[Given data Boundary: Start]
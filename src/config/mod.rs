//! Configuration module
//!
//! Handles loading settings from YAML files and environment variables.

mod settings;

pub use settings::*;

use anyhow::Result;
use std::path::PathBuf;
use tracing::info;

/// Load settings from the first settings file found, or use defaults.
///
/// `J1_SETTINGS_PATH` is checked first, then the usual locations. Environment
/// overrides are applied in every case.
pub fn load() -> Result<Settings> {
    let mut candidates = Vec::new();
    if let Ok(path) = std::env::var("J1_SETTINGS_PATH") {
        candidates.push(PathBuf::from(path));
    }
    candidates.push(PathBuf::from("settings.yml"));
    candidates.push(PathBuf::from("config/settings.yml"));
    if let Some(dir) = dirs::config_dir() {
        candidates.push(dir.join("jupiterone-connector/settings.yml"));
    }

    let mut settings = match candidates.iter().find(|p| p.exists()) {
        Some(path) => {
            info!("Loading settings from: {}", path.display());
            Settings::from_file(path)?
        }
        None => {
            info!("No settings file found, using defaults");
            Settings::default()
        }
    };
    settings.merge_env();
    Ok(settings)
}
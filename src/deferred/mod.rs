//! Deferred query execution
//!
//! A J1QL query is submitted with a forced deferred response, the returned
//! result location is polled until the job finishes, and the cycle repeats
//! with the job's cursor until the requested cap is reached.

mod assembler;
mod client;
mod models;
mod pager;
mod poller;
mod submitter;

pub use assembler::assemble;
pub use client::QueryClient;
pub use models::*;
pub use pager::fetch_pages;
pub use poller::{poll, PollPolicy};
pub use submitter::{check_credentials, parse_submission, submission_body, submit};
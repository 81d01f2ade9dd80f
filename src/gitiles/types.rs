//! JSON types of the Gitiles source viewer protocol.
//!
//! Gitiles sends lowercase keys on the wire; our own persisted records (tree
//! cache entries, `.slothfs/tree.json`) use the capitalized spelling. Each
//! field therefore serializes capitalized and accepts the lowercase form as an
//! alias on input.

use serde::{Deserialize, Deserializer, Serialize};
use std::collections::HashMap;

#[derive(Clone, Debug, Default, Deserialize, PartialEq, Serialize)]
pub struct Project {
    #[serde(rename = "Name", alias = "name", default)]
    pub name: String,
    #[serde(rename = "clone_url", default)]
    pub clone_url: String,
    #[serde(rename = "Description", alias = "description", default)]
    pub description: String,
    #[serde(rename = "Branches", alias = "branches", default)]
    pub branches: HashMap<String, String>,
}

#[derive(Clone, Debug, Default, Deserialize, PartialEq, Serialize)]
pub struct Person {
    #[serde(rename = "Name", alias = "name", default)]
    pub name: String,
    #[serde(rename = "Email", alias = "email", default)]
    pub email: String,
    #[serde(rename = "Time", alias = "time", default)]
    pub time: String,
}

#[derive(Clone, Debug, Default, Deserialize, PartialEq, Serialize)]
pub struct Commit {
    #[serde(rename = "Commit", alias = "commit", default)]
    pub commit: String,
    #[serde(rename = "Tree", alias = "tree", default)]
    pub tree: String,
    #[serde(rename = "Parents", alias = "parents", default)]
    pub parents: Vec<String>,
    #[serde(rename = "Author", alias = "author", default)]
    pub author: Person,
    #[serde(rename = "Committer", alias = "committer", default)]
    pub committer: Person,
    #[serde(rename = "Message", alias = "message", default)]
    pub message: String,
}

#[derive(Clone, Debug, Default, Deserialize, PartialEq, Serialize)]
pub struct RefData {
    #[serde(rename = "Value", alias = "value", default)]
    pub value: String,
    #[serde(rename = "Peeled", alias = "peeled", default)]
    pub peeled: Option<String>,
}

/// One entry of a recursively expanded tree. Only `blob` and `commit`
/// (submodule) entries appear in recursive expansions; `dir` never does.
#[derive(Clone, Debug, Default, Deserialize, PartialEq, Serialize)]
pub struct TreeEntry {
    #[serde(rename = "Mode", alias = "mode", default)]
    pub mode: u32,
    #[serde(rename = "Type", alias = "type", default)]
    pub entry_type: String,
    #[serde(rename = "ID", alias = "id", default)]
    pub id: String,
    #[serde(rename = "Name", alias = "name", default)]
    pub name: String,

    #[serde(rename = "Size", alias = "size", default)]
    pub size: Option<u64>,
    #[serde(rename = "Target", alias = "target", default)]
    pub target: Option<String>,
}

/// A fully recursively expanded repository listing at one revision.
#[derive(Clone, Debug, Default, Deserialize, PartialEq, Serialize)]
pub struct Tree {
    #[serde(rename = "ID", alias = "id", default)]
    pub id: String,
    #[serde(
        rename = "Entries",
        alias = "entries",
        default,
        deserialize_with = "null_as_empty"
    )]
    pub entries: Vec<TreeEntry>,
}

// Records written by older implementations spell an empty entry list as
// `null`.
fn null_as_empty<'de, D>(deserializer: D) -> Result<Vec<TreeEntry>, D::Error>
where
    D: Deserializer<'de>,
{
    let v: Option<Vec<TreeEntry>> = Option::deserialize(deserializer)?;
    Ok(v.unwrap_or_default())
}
[Given data Boundary: End]
[Given data Boundary: Start]
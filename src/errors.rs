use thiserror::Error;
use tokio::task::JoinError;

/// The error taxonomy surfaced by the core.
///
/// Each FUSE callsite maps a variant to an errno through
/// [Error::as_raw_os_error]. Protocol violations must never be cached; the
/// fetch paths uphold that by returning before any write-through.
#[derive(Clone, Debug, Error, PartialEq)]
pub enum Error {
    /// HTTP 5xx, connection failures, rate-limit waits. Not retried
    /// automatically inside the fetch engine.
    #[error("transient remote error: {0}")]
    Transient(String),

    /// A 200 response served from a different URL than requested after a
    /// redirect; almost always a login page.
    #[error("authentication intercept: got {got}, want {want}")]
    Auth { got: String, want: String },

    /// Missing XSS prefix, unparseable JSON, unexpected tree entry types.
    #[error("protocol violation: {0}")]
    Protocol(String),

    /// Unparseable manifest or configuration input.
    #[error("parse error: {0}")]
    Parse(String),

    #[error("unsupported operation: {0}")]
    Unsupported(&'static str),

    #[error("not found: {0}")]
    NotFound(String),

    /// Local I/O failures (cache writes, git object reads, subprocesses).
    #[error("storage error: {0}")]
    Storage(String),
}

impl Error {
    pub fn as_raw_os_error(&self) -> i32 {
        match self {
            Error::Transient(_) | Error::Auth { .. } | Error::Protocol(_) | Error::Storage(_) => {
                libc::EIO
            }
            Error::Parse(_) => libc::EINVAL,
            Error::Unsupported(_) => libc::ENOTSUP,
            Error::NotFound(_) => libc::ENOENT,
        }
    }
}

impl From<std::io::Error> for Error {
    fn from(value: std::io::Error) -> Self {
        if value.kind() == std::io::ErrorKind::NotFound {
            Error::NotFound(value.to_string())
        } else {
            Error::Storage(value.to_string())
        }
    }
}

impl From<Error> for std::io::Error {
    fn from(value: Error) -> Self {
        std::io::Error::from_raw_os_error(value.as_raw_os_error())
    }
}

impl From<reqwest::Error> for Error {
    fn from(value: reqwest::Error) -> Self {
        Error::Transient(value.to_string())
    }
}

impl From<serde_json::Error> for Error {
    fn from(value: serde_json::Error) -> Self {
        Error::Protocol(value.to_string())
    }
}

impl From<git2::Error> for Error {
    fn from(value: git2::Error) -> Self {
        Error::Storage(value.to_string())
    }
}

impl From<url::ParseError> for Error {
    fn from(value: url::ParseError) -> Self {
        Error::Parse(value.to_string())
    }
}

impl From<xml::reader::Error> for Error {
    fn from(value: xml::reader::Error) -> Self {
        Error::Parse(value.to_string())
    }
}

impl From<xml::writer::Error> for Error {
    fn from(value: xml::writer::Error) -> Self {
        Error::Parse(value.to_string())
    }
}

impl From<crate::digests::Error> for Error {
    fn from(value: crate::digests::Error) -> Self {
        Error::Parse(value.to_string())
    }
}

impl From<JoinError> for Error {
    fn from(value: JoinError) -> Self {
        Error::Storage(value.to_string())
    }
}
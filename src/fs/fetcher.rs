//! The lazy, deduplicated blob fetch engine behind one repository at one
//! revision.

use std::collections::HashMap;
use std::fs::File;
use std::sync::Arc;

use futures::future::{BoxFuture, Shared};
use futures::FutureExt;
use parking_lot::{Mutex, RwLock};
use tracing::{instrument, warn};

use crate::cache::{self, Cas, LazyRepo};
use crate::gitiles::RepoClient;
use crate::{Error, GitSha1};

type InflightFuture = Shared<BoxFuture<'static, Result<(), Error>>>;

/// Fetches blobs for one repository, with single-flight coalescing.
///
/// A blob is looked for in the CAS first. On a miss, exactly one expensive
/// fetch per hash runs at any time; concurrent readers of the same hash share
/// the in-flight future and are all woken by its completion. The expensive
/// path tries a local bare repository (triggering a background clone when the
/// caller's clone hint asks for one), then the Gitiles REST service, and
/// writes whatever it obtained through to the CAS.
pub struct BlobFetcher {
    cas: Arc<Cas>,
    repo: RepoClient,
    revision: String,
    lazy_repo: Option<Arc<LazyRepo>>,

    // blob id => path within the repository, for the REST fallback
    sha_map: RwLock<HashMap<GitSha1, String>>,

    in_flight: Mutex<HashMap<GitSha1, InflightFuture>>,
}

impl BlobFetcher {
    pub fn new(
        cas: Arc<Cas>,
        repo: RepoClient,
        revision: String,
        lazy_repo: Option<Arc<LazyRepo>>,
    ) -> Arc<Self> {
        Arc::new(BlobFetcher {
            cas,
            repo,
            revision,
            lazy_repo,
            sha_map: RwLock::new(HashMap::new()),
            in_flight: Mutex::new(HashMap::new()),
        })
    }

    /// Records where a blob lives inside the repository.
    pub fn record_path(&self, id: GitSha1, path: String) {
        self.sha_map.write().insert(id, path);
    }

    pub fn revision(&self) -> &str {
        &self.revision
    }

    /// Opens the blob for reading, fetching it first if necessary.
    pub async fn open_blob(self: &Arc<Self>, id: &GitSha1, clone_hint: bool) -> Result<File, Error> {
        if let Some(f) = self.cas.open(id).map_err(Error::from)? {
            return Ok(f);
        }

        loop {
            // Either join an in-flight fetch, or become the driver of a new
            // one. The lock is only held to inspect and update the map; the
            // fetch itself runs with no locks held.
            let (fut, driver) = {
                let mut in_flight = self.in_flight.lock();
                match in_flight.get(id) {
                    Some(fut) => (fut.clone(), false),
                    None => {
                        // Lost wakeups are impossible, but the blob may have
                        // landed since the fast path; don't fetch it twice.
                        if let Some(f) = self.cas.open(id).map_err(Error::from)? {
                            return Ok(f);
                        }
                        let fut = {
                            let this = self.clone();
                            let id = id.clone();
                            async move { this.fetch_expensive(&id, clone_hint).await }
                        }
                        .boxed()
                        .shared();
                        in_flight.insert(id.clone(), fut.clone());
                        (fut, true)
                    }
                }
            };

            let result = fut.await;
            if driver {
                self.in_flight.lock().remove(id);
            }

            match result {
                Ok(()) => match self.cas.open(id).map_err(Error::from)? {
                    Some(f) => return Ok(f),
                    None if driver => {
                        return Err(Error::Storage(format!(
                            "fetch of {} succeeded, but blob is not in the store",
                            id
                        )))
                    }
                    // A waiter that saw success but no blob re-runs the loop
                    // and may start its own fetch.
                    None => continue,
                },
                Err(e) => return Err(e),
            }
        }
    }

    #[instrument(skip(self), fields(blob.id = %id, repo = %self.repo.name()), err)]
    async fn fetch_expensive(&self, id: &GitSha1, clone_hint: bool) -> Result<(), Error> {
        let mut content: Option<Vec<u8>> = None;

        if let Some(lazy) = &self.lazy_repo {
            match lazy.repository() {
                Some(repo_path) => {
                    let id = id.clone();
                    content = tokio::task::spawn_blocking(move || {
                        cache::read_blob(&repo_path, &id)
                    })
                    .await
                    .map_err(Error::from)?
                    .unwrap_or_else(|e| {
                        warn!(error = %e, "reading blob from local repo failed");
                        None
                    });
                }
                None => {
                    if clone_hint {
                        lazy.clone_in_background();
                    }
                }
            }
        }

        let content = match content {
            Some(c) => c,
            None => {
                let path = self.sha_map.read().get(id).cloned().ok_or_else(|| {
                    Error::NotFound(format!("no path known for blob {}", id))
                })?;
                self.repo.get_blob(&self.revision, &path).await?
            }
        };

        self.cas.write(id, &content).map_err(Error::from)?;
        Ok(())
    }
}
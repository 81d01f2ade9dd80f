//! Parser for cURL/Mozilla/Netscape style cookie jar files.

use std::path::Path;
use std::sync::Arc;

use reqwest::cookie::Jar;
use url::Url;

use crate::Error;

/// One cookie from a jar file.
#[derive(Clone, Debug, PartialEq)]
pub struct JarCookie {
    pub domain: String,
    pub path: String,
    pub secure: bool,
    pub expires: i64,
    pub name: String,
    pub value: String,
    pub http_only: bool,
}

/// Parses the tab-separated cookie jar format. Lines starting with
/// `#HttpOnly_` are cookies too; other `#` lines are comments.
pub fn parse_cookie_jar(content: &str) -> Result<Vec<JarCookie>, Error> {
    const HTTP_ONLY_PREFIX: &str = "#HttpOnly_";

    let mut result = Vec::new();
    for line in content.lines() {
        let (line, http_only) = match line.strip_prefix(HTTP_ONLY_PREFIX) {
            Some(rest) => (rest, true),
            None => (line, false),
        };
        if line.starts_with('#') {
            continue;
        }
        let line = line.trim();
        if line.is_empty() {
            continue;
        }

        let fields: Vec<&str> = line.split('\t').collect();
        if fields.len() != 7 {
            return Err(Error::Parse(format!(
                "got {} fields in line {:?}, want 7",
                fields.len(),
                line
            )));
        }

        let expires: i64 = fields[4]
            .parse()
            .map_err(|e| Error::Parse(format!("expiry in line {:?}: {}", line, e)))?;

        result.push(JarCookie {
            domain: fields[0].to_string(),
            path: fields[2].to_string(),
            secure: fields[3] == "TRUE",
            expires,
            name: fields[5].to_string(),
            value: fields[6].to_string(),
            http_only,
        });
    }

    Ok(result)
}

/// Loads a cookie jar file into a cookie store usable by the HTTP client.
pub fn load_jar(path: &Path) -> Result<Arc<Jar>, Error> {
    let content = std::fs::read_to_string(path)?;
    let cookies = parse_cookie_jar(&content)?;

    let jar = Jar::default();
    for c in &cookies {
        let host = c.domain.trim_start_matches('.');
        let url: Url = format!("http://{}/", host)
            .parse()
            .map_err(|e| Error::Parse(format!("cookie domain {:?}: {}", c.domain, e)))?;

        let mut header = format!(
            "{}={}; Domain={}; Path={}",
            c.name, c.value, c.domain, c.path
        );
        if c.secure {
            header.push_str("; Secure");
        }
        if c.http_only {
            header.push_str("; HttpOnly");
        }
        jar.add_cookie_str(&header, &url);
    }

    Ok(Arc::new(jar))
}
[Given data Boundary: End]
[Given data Boundary: Start]
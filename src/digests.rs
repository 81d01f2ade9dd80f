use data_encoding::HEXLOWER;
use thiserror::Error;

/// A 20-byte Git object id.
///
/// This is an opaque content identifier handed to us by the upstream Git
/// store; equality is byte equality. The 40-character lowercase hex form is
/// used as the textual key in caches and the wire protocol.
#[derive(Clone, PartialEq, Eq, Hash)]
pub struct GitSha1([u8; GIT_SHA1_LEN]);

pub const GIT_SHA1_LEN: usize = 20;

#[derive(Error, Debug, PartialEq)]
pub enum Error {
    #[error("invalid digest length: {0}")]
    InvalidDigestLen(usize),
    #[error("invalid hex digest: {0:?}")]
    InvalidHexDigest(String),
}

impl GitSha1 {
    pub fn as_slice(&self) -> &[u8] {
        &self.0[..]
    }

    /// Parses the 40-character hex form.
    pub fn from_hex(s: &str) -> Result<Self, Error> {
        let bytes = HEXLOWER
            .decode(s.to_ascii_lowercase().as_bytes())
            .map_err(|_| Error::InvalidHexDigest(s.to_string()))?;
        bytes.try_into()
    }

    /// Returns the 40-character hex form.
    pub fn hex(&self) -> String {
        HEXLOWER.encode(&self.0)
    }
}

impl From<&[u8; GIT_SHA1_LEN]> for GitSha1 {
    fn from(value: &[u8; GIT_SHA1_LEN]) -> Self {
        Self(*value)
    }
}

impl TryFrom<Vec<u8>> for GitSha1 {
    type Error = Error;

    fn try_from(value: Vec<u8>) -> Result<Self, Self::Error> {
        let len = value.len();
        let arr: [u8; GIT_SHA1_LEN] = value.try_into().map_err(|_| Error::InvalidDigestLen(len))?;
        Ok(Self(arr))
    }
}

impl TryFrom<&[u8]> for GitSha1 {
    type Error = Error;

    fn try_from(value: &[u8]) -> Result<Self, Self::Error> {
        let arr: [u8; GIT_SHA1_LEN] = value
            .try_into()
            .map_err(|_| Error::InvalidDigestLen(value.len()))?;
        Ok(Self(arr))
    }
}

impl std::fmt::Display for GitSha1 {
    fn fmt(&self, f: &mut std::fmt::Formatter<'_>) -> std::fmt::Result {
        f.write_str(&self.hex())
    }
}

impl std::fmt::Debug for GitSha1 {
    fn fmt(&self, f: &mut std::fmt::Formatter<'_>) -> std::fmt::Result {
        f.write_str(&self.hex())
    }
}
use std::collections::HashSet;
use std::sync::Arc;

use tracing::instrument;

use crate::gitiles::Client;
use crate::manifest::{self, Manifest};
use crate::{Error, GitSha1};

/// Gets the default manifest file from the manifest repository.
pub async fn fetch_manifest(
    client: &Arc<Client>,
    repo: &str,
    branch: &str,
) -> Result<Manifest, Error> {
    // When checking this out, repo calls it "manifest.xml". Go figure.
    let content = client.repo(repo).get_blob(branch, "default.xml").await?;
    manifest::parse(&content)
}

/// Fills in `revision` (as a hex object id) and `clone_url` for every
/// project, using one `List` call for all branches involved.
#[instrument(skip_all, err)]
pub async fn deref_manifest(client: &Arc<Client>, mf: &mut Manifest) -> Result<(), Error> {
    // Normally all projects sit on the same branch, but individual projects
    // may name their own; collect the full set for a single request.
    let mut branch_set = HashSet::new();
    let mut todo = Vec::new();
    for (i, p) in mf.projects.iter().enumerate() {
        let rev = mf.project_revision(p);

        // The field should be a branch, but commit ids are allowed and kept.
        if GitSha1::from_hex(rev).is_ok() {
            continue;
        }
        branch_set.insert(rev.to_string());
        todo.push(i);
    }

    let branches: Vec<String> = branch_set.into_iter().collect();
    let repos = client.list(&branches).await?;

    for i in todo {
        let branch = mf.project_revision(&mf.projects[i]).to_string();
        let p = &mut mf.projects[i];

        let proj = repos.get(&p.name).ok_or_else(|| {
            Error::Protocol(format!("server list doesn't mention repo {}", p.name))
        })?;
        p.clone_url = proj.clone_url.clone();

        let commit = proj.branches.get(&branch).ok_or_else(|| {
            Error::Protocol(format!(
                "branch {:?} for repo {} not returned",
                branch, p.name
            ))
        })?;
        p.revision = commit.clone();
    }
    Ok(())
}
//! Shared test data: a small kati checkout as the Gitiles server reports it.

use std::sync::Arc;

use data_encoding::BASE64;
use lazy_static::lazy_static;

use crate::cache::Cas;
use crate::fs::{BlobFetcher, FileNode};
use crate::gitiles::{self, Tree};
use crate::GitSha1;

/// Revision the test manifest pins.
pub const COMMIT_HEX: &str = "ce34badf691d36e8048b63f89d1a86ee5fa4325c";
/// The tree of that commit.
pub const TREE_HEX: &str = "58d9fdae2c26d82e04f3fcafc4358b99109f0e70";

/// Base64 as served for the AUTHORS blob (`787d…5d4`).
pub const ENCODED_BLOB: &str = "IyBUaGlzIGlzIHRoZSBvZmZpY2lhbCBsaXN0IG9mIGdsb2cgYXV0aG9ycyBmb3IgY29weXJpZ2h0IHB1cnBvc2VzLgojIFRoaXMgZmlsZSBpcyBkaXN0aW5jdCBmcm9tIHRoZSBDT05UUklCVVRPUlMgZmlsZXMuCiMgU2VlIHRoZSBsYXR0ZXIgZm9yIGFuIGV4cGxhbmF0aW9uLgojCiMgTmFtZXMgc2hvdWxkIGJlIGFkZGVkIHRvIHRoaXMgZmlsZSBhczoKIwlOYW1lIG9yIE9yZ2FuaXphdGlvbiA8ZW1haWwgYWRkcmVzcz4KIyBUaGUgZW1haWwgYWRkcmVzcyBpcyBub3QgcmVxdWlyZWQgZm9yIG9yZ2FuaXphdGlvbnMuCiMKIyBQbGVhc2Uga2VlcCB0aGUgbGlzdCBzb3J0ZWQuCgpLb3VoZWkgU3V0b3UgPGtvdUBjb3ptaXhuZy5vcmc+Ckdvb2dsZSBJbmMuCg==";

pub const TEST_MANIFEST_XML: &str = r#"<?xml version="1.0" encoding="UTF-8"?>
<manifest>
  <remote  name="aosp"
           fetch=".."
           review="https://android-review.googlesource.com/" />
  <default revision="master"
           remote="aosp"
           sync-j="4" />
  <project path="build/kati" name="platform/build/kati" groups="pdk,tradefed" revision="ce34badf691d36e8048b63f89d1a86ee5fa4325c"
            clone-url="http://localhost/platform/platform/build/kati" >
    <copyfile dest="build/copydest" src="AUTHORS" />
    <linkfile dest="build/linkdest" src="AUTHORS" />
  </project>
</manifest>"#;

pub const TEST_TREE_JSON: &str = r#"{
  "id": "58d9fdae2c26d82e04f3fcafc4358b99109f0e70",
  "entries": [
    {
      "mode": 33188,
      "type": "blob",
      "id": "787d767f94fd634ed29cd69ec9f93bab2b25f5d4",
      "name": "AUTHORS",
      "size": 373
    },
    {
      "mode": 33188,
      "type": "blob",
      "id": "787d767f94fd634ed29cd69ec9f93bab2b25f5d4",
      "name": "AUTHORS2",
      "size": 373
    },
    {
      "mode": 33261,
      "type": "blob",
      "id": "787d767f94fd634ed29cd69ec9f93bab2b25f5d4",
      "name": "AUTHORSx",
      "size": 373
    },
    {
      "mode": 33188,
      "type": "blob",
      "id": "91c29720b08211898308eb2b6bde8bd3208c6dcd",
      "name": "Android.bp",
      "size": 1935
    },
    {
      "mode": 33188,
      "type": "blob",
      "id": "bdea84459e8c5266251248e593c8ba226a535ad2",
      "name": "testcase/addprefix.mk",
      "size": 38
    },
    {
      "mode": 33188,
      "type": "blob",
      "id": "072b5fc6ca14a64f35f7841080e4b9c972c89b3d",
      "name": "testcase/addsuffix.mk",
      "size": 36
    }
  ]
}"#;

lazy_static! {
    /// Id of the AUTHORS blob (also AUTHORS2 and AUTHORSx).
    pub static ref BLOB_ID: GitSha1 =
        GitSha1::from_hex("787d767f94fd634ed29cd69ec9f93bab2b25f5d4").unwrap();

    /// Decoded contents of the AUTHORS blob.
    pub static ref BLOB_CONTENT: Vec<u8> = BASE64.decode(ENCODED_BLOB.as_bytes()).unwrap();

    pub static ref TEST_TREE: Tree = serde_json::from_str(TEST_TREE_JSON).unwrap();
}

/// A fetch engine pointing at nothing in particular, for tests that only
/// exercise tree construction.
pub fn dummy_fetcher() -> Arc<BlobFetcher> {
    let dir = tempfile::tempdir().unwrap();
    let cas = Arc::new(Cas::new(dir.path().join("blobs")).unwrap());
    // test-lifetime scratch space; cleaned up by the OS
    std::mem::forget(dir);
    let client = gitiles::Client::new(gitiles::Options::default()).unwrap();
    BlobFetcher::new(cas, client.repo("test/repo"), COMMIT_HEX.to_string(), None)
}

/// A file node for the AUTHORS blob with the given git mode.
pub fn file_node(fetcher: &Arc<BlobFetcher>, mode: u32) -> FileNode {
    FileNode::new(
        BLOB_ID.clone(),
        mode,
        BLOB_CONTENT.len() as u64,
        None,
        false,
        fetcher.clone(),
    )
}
[Given data Boundary: End]
Problem requirements.
From the records above, transcribe without alteration every line from the one with "filename src/config/mod.rs" to the one with "alias on input.", inclusive.

Exercise result.
filename src/config/mod.rs
//! Configuration module
//!
//! Handles loading settings from YAML files and environment variables.

mod settings;

pub use settings::*;

use anyhow::Result;
use std::path::PathBuf;
use tracing::info;

/// Load settings from the first settings file found, or use defaults.
///
/// `J1_SETTINGS_PATH` is checked first, then the usual locations. Environment
/// overrides are applied in every case.
pub fn load() -> Result<Settings> {
    let mut candidates = Vec::new();
    if let Ok(path) = std::env::var("J1_SETTINGS_PATH") {
        candidates.push(PathBuf::from(path));
    }
    candidates.push(PathBuf::from("settings.yml"));
    candidates.push(PathBuf::from("config/settings.yml"));
    if let Some(dir) = dirs::config_dir() {
        candidates.push(dir.join("jupiterone-connector/settings.yml"));
    }

    let mut settings = match candidates.iter().find(|p| p.exists()) {
        Some(path) => {
            info!("Loading settings from: {}", path.display());
            Settings::from_file(path)?
        }
        None => {
            info!("No settings file found, using defaults");
            Settings::default()
        }
    };
    settings.merge_env();
    Ok(settings)
}
filename src/deferred/mod.rs
//! Deferred query execution
//!
//! A J1QL query is submitted with a forced deferred response, the returned
//! result location is polled until the job finishes, and the cycle repeats
//! with the job's cursor until the requested cap is reached.

mod assembler;
mod client;
mod models;
mod pager;
mod poller;
mod submitter;

pub use assembler::assemble;
pub use client::QueryClient;
pub use models::*;
pub use pager::fetch_pages;
pub use poller::{poll, PollPolicy};
pub use submitter::{check_credentials, parse_submission, submission_body, submit};
repository 81d01f2ade9dd80f
filename src/gitiles/types.rs
//! JSON types of the Gitiles source viewer protocol.
//!
//! Gitiles sends lowercase keys on the wire; our own persisted records (tree
//! cache entries, `.slothfs/tree.json`) use the capitalized spelling. Each
//! field therefore serializes capitalized and accepts the lowercase form as an
//! alias on input.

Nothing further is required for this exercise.